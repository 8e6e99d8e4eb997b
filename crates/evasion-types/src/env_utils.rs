//! Environment variable parsing utilities.
//!
//! Configuration layers overlay `APK_EVASION_*` variables on top of their
//! defaults through these helpers instead of repeating
//! `std::env::var(..).ok().and_then(|v| v.parse().ok())` at each call site.
//!
//! # Example
//!
//! ```
//! use evasion_types::env_utils::{env_var, env_var_or};
//!
//! let budget: usize = env_var_or("APK_EVASION_QUERY_BUDGET", 100);
//! let seed: Option<u64> = env_var("APK_EVASION_SEED");
//! ```

use std::path::PathBuf;
use std::str::FromStr;

/// Parse an environment variable into a type that implements `FromStr`.
///
/// Returns `None` if the variable is not set or cannot be parsed.
pub fn env_var<T: FromStr>(key: &str) -> Option<T> {
    std::env::var(key).ok().and_then(|v| v.trim().parse().ok())
}

/// Parse an environment variable with a default value.
pub fn env_var_or<T: FromStr>(key: &str, default: T) -> T {
    env_var(key).unwrap_or(default)
}

/// Truthiness of an environment variable, or `None` when it is unset.
///
/// "1", "true", "yes" and "on" (case-insensitive) are true; anything else is false.
pub fn env_bool(key: &str) -> Option<bool> {
    std::env::var(key)
        .ok()
        .map(|v| matches!(v.to_lowercase().as_str(), "1" | "true" | "yes" | "on"))
}

/// A non-empty environment variable as a path.
pub fn env_path(key: &str) -> Option<PathBuf> {
    std::env::var(key)
        .ok()
        .filter(|v| !v.trim().is_empty())
        .map(PathBuf::from)
}

/// Parse a whitespace-separated environment variable into a vector.
///
/// Returns an empty vector if the variable is not set.
pub fn env_list(key: &str) -> Vec<String> {
    std::env::var(key)
        .ok()
        .map(|v| v.split_whitespace().map(str::to_string).collect())
        .unwrap_or_default()
}
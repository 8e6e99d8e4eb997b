//! External decode / build / sign / align toolchain.

use std::path::{Path, PathBuf};
use std::time::Duration;

use serde::{Deserialize, Serialize};
use tracing::debug;

use crate::errors::BuildError;
use crate::process::{self, CommandSpec, ProcessError};

/// How the canonical decoded tree is produced.
#[derive(Debug, Clone, Copy, Default, PartialEq, Eq, Serialize, Deserialize)]
pub struct DecodePolicy {
    /// Do not decode resources (manifest stays binary, res/ untouched).
    pub skip_resources: bool,
    /// Decode only the primary dex file.
    pub only_main_dex: bool,
}

impl DecodePolicy {
    pub fn degraded(self) -> Self {
        Self {
            skip_resources: true,
            ..self
        }
    }

    /// Policy flags passed to the decode command as environment variables.
    pub fn envs(&self) -> Vec<(&'static str, String)> {
        let flag = |on: bool| if on { "1" } else { "0" }.to_string();
        vec![
            ("APK_EVASION_SKIP_RESOURCES", flag(self.skip_resources)),
            ("APK_EVASION_ONLY_MAIN_DEX", flag(self.only_main_dex)),
        ]
    }
}

/// Commands and directories of the rebuild toolchain.
///
/// `decode` receives `{input}` = artifact and `{output}` = decoded directory;
/// `build` receives the working copy and the output artifact; `sign` and
/// `align` receive the output artifact and edit it in place.
#[derive(Debug, Clone, PartialEq, Serialize, Deserialize)]
pub struct ToolchainConfig {
    pub decode: CommandSpec,
    pub build: CommandSpec,
    #[serde(default)]
    pub sign: Option<CommandSpec>,
    #[serde(default)]
    pub align: Option<CommandSpec>,
    /// Parent directory of decoded trees and their working copies.
    pub work_dir: PathBuf,
    /// Where rebuilt artifacts are written.
    pub output_dir: PathBuf,
    /// Per-step timeout in seconds.
    #[serde(default)]
    pub timeout_secs: Option<u64>,
}

impl ToolchainConfig {
    pub fn timeout(&self) -> Option<Duration> {
        self.timeout_secs.map(Duration::from_secs)
    }

    /// Run one toolchain step.
    pub fn run_step(
        &self,
        step: &str,
        spec: &CommandSpec,
        input: &Path,
        output: Option<&Path>,
        envs: &[(&str, String)],
    ) -> Result<(), BuildError> {
        let args = spec.render_args(input, output);
        debug!(step, program = %spec.program, "toolchain step");
        match process::run(&spec.program, &args, envs, self.timeout()) {
            Ok(_) => Ok(()),
            Err(ProcessError::TimedOut { secs, .. }) => Err(BuildError::timeout(step, secs)),
            Err(e) => Err(BuildError::new(format!("{} step failed: {}", step, e))),
        }
    }
}
//! Shared query budget.

use std::sync::atomic::{AtomicU64, Ordering};

/// Query counter that can be consumed from several workers without overshoot.
#[derive(Debug)]
pub struct QueryBudget {
    limit: u64,
    consumed: AtomicU64,
}

impl QueryBudget {
    pub fn new(limit: u64) -> Self {
        Self {
            limit,
            consumed: AtomicU64::new(0),
        }
    }

    /// Reserve one query. Returns `false` once the limit is reached.
    pub fn try_consume(&self) -> bool {
        self.consumed
            .fetch_update(Ordering::AcqRel, Ordering::Acquire, |used| {
                (used < self.limit).then_some(used + 1)
            })
            .is_ok()
    }

    pub fn consumed(&self) -> u64 {
        self.consumed.load(Ordering::Acquire)
    }

    pub fn limit(&self) -> u64 {
        self.limit
    }

    pub fn remaining(&self) -> u64 {
        self.limit.saturating_sub(self.consumed())
    }

    pub fn is_exhausted(&self) -> bool {
        self.consumed() >= self.limit
    }
}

━━━━━━

About this task:
Find and copy each line of the material that holds the word "used".

Answer to this exercise:
            .fetch_update(Ordering::AcqRel, Ordering::Acquire, |used| {
                (used < self.limit).then_some(used + 1)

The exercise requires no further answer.